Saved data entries

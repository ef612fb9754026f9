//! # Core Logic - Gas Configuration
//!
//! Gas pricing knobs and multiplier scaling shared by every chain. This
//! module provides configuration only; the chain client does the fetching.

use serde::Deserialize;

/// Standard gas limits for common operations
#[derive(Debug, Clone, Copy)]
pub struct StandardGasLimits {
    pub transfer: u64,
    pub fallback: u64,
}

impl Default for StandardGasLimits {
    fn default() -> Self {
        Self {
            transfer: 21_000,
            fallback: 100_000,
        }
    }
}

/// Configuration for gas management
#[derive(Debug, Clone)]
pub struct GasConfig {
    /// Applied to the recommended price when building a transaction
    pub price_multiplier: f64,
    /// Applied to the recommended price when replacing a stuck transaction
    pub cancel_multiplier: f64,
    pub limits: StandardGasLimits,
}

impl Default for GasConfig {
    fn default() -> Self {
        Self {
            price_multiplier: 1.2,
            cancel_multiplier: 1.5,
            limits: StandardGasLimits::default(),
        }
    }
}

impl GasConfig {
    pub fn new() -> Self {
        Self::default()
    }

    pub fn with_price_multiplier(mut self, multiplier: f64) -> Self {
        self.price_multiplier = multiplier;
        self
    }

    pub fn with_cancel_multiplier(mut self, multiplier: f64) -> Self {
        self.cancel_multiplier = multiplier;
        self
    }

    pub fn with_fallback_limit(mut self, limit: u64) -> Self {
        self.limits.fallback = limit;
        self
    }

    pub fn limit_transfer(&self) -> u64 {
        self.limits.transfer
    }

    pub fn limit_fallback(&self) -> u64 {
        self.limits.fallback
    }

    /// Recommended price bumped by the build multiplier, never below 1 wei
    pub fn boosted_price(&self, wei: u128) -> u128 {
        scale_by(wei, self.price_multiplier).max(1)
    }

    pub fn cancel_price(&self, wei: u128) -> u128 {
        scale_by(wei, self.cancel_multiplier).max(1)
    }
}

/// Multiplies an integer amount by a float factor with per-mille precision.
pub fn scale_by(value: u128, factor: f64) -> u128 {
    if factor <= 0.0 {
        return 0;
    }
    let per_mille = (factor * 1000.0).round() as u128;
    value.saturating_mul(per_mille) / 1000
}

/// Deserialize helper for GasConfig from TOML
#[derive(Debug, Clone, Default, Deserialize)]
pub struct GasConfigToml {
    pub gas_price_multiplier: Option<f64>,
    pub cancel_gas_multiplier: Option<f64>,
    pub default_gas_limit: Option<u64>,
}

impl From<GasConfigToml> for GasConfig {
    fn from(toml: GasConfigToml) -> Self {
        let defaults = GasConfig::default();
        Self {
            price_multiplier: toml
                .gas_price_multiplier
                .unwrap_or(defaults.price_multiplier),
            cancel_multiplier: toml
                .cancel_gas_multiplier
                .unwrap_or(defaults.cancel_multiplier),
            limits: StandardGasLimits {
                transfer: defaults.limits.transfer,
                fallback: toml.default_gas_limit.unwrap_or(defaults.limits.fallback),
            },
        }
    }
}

### Directions for this task
Go through the records and copy each line with "Clone" in it.

### Answer box
#[derive(Debug, Clone, Copy)]
#[derive(Debug, Clone)]
#[derive(Debug, Clone, Default, Deserialize)]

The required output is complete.